The crux of the DFF initiative was to use the manufacturing capacity of 3D printing to respond to crises across multiple sectors- a vision that very neatly aligns with that of Sinterex's. And it is this pioneering spirit that continues to be driving forth the startup's sense of innovation today. "For Sinterex, innovation partly means doing things that haven't been done before," Callanan says. "The other side of innovation is less glamorous, and it's about how you do things, whether it be a marketing strategy, operating protocols, or recruitment strategy. If you are continually innovating, continually improving, then you will continually build success."
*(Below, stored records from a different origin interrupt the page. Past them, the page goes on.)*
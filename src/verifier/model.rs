// src/verifier/model.rs

use crate::error::CognitoLoginError;
use jsonwebtoken::DecodingKey;
use serde::Deserialize;

/// Represents a single JSON Web Key (JWK) as defined in RFC 7517.
#[derive(Debug, Clone, Deserialize)]
pub struct JsonWebKey {
    pub kid: String,
    pub kty: String,
    #[serde(rename = "use")]
    pub use_purpose: Option<String>,
    pub alg: Option<String>,
    pub n: Option<String>,
    pub e: Option<String>,
}

impl JsonWebKey {
    /// Builds the RSA decoding key from the modulus and exponent.
    pub fn decoding_key(&self) -> Result<DecodingKey, CognitoLoginError> {
        if self.kty != "RSA" {
            return Err(CognitoLoginError::InvalidKeyFormat(format!(
                "unsupported key type '{}' for kid {}",
                self.kty, self.kid
            )));
        }
        let n = self.n.as_deref().ok_or_else(|| {
            CognitoLoginError::InvalidKeyFormat("RSA key missing 'n' component".to_string())
        })?;
        let e = self.e.as_deref().ok_or_else(|| {
            CognitoLoginError::InvalidKeyFormat("RSA key missing 'e' component".to_string())
        })?;
        Ok(DecodingKey::from_rsa_components(n, e)?)
    }
}

/// Represents a JSON Web Key Set (JWKS), the document served at `.well-known/jwks.json`.
///
/// Key order is kept as published.
#[derive(Debug, Clone, Deserialize)]
pub struct KeySet {
    pub keys: Vec<JsonWebKey>,
}

impl KeySet {
    /// Linear scan for the key with the given `kid`.
    pub fn find(&self, kid: &str) -> Option<&JsonWebKey> {
        self.keys.iter().find(|k| k.kid == kid)
    }
}
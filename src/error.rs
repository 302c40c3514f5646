// src/error.rs

use jsonwebtoken::Algorithm;
use thiserror::Error;

/// The primary error type for the `cognito-login` library.
///
/// These are faults: transport failures, bad configuration, tokens that fail
/// verification. Ordinary authentication failures (a forged callback, a provider
/// that refuses the grant, a stored identity that can no longer be refreshed) are
/// reported as [`Rejection`](crate::broker::Rejection) values instead.
#[derive(Debug, Error)]
pub enum CognitoLoginError {
    /// Errors originating from the `jsonwebtoken` crate during token verification.
    #[error("JWT validation error: {0}")]
    JwtValidation(#[from] jsonwebtoken::errors::Error),

    /// An error occurred during an HTTP request.
    #[error("HTTP request error: {0}")]
    HttpError(#[from] reqwest::Error),

    /// A required configuration field is missing or empty.
    #[error("A required configuration field is missing: {0}")]
    MissingConfiguration(&'static str),

    /// A provided URL could not be parsed.
    #[error("Invalid URL: {0}")]
    InvalidUrl(String),

    /// The algorithm specified in the JWT header is not allowed by the configuration.
    #[error("Unsupported algorithm: {0:?}")]
    UnsupportedAlgorithm(Algorithm),

    /// The JWT header is missing the required 'kid' (Key ID) field.
    #[error("The JWT header is missing the 'kid' (Key ID) field")]
    MissingKeyId,

    /// No key with the token's 'kid' exists in the provider's key set, even after a re-fetch.
    #[error("Key not found for kid: {0}")]
    KeyNotFound(String),

    /// A JSON Web Key is malformed or of an unsupported type.
    #[error("Invalid key format: {0}")]
    InvalidKeyFormat(String),

    /// The identity token's `at_hash` does not match the access token it was issued with.
    #[error("The id token's at_hash does not match the access token")]
    AccessTokenMismatch,

    /// The token endpoint answered with a non-success status.
    #[error("Token endpoint rejected the request with status {status} (error: {error:?})")]
    ProviderRejected {
        status: u16,
        error: Option<String>,
    },

    /// The token endpoint answered with success but left out a required field.
    #[error("Token response is missing '{0}'")]
    IncompleteTokenResponse(&'static str),

    /// The callback query string could not be decoded.
    #[error("Invalid callback query: {0}")]
    InvalidCallbackQuery(#[from] serde_urlencoded::de::Error),
}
That approach seems to have boded well for the Sinterex team, with 96% of its customers having placed repeat orders. "Customers buy from us, and return to buy from us again and again, due to our speed of service, ability to deliver locally, and control of quality," Callanan says. "We try to deeply integrate with our customers, and have many customers who are ordering from us with a daily frequency. Communication is critical when you are in such a close business relationship; we keep it simple with WhatsApp groups."
In terms of funds, the startup has managed to raise US$2 million from angel investors located in Dubai. "We are today a team of 16 people including industry specialists, engineers, and technicians," Callanan says. "We are now working through the MBRIF accelerator program to prepare Sinterex for a first institutional funding round, which will allow us to further develop our technology platform, expand our production facilities, and build out our sales and marketing function." Callanan highlights here that the MBRIF has been a major help in navigating several aspects of the entrepreneurial maze as well. "We chose to apply to the program, because of its close connections with government entities, which are strongly active and influential in the Dubai/UAE economy, and also because of its guarantee scheme that is run in coordination with Emirates Development Bank," he adds.
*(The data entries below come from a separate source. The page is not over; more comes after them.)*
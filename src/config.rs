// src/config.rs

use crate::error::CognitoLoginError;
use jsonwebtoken::Algorithm;
use std::time::Duration;
use url::Url;

/// Contains the validation settings applied to tokens returned by the provider.
#[derive(Clone, Debug)]
pub struct ValidationDetails {
    /// The signing algorithms that are permitted. Cognito signs with RS256.
    pub algorithms: Vec<Algorithm>,
    /// The tolerance for clock skew when validating `exp`.
    /// Defaults to 60 seconds.
    pub leeway: Duration,
}

impl Default for ValidationDetails {
    fn default() -> Self {
        Self {
            algorithms: vec![Algorithm::RS256],
            leeway: Duration::from_secs(60),
        }
    }
}

/// The configuration for an [`IdentityBroker`](crate::broker::IdentityBroker).
///
/// All six provider fields are required. Build it with [`ConfigBuilder`] or load
/// it from the environment with [`Config::from_env`].
#[derive(Clone, Debug)]
pub struct Config {
    /// AWS region hosting the user pool, e.g. `eu-west-1`.
    pub region: String,
    /// The user pool identifier, e.g. `eu-west-1_AbCdEf123`.
    pub pool_id: String,
    /// Base URL of the hosted UI (`/login`, `/logout`, `/oauth2/token` live under it).
    pub domain: Url,
    /// The app client id registered in the pool. Used as the expected `aud`.
    pub client_id: String,
    /// The app client secret, sent with HTTP Basic auth to the token endpoint.
    pub client_secret: String,
    /// The redirect URI registered for the app client. Inserted verbatim into produced URLs.
    pub callback_url: String,
    /// Where the pool publishes its signing keys.
    pub jwks_uri: Url,
    /// Validation parameters for returned tokens.
    pub validation: ValidationDetails,
    /// Timeout applied to every outbound provider request.
    pub http_timeout: Duration,
    /// How long a process-wide key set cache keeps a fetched key set.
    pub key_cache_ttl: Duration,
}

impl Config {
    /// The `iss` claim Cognito puts in every token of this pool.
    pub fn issuer(&self) -> String {
        format!(
            "https://cognito-idp.{}.amazonaws.com/{}",
            self.region, self.pool_id
        )
    }

    /// The hosted UI token endpoint.
    pub fn token_endpoint(&self) -> Result<Url, CognitoLoginError> {
        self.domain
            .join("oauth2/token")
            .map_err(|e| CognitoLoginError::InvalidUrl(e.to_string()))
    }

    /// Loads the configuration from the process environment.
    ///
    /// Reads `AWS_REGION`, `COGNITO_POOL_ID`, `COGNITO_DOMAIN`, `COGNITO_CLIENT_ID`,
    /// `COGNITO_CLIENT_SECRET`, `COGNITO_CALLBACK_URL` and, optionally, `COGNITO_JWKS_URI`.
    pub fn from_env() -> Result<Self, CognitoLoginError> {
        Self::from_lookup(|name| std::env::var(name).ok())
    }

    /// Loads the configuration through an arbitrary variable lookup.
    pub fn from_lookup<F>(lookup: F) -> Result<Self, CognitoLoginError>
    where
        F: Fn(&str) -> Option<String>,
    {
        let mut builder = ConfigBuilder::new();
        if let Some(region) = lookup("AWS_REGION") {
            builder = builder.region(region);
        }
        if let Some(pool_id) = lookup("COGNITO_POOL_ID") {
            builder = builder.pool_id(pool_id);
        }
        if let Some(domain) = lookup("COGNITO_DOMAIN") {
            builder = builder.domain(domain);
        }
        if let Some(client_id) = lookup("COGNITO_CLIENT_ID") {
            builder = builder.client_id(client_id);
        }
        if let Some(client_secret) = lookup("COGNITO_CLIENT_SECRET") {
            builder = builder.client_secret(client_secret);
        }
        if let Some(callback_url) = lookup("COGNITO_CALLBACK_URL") {
            builder = builder.callback_url(callback_url);
        }
        if let Some(jwks_uri) = lookup("COGNITO_JWKS_URI") {
            builder = builder.jwks_uri(&jwks_uri)?;
        }
        builder.build()
    }
}

/// A builder for creating a `Config` instance.
///
/// Nothing is validated until [`ConfigBuilder::build`], which fails on the first
/// missing field before any network activity can happen.
#[derive(Default)]
pub struct ConfigBuilder {
    region: Option<String>,
    pool_id: Option<String>,
    domain: Option<String>,
    client_id: Option<String>,
    client_secret: Option<String>,
    callback_url: Option<String>,
    jwks_uri_override: Option<Url>,
    http_timeout: Option<Duration>,
    key_cache_ttl: Option<Duration>,
    validation: ValidationDetails,
}

impl ConfigBuilder {
    /// Creates a new `ConfigBuilder`.
    pub fn new() -> Self {
        Self::default()
    }

    /// Sets the AWS region of the user pool. This is a required field.
    pub fn region(mut self, region: impl Into<String>) -> Self {
        self.region = Some(region.into());
        self
    }

    /// Sets the user pool id. This is a required field.
    pub fn pool_id(mut self, pool_id: impl Into<String>) -> Self {
        self.pool_id = Some(pool_id.into());
        self
    }

    /// Sets the hosted UI domain. This is a required field.
    ///
    /// A bare host such as `auth.example.com` is served over `https`; a value that
    /// already carries a scheme is used as given.
    pub fn domain(mut self, domain: impl Into<String>) -> Self {
        self.domain = Some(domain.into());
        self
    }

    /// Sets the app client id. This is a required field.
    pub fn client_id(mut self, client_id: impl Into<String>) -> Self {
        self.client_id = Some(client_id.into());
        self
    }

    /// Sets the app client secret. This is a required field.
    pub fn client_secret(mut self, client_secret: impl Into<String>) -> Self {
        self.client_secret = Some(client_secret.into());
        self
    }

    /// Sets the callback (redirect) URL. This is a required field.
    pub fn callback_url(mut self, callback_url: impl Into<String>) -> Self {
        self.callback_url = Some(callback_url.into());
        self
    }

    /// Sets an explicit JWKS URI instead of the one derived from region and pool id.
    pub fn jwks_uri(mut self, url: &str) -> Result<Self, CognitoLoginError> {
        let parsed_url = Url::parse(url).map_err(|e| CognitoLoginError::InvalidUrl(e.to_string()))?;
        self.jwks_uri_override = Some(parsed_url);
        Ok(self)
    }

    /// Sets the allowed signing algorithms.
    /// Defaults to `[Algorithm::RS256]` if not set.
    pub fn algorithms(mut self, algorithms: Vec<Algorithm>) -> Self {
        self.validation.algorithms = algorithms;
        self
    }

    /// Sets the clock skew tolerance.
    /// Defaults to 60 seconds.
    pub fn leeway(mut self, leeway: Duration) -> Self {
        self.validation.leeway = leeway;
        self
    }

    /// Sets the timeout for outbound provider requests.
    /// Defaults to 10 seconds.
    pub fn http_timeout(mut self, timeout: Duration) -> Self {
        self.http_timeout = Some(timeout);
        self
    }

    /// Sets the time-to-live of a process-wide key set cache.
    /// Defaults to 24 hours.
    pub fn key_cache_ttl(mut self, ttl: Duration) -> Self {
        self.key_cache_ttl = Some(ttl);
        self
    }

    /// Consumes the builder and returns a `Config` object.
    ///
    /// # Errors
    ///
    /// Returns `MissingConfiguration` naming the first required field that is
    /// absent or empty, or `InvalidUrl` if the domain cannot form a URL.
    pub fn build(self) -> Result<Config, CognitoLoginError> {
        let region = required(self.region, "region")?;
        let pool_id = required(self.pool_id, "pool_id")?;
        let domain = required(self.domain, "domain")?;
        let client_id = required(self.client_id, "client_id")?;
        let client_secret = required(self.client_secret, "client_secret")?;
        let callback_url = required(self.callback_url, "callback_url")?;

        let domain = hosted_ui_base(&domain)?;
        let jwks_uri = match self.jwks_uri_override {
            Some(uri) => uri,
            None => {
                let derived = format!(
                    "https://cognito-idp.{region}.amazonaws.com/{pool_id}/.well-known/jwks.json"
                );
                Url::parse(&derived).map_err(|e| CognitoLoginError::InvalidUrl(e.to_string()))?
            }
        };

        Ok(Config {
            region,
            pool_id,
            domain,
            client_id,
            client_secret,
            callback_url,
            jwks_uri,
            validation: self.validation,
            http_timeout: self.http_timeout.unwrap_or_else(|| Duration::from_secs(10)),
            key_cache_ttl: self
                .key_cache_ttl
                .unwrap_or_else(|| Duration::from_secs(24 * 60 * 60)),
        })
    }
}

fn required(value: Option<String>, field: &'static str) -> Result<String, CognitoLoginError> {
    match value {
        Some(v) if !v.trim().is_empty() => Ok(v),
        _ => Err(CognitoLoginError::MissingConfiguration(field)),
    }
}

// Normalizes the domain to a base URL ending in '/', so `join` keeps any path prefix.
fn hosted_ui_base(domain: &str) -> Result<Url, CognitoLoginError> {
    let mut base = if domain.contains("://") {
        domain.to_string()
    } else {
        format!("https://{domain}")
    };
    if !base.ends_with('/') {
        base.push('/');
    }
    Url::parse(&base).map_err(|e| CognitoLoginError::InvalidUrl(e.to_string()))
}
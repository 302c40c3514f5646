// src/lib.rs

pub mod broker;
pub mod claims;
pub mod config;
pub mod error;
pub mod session;
pub mod verifier;

/// The public prelude for the `cognito-login` crate.
///
/// This module re-exports the most commonly used types for convenience.
pub mod prelude {
    pub use crate::broker::{IdentityBroker, Outcome, Rejection};
    pub use crate::claims::{CallbackParams, IdentityClaims, TokenSet};
    pub use crate::config::{Config, ConfigBuilder};
    pub use crate::error::CognitoLoginError;
    pub use crate::session::{SessionStore, CSRF_STATE_KEY};
    pub use crate::verifier::key_cache::KeySetCache;
    pub use jsonwebtoken::Algorithm;
}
Moving forward, Callanan believes Sinterex will have to keep up its current momentum in a fierce Dubai market if the startup is to expand its reach. "Dubai is a great place to get started; the challenge is to build success. The Emirate itself is still small in population terms -about the size of a large city in Europe, or a medium-sized city in the US- which can limit growth potential. It is also ferociously competitive, and it attracts businesses from around the world. However, if you can make it work in Dubai, then you have a great chance of expanding across the region," he concludes.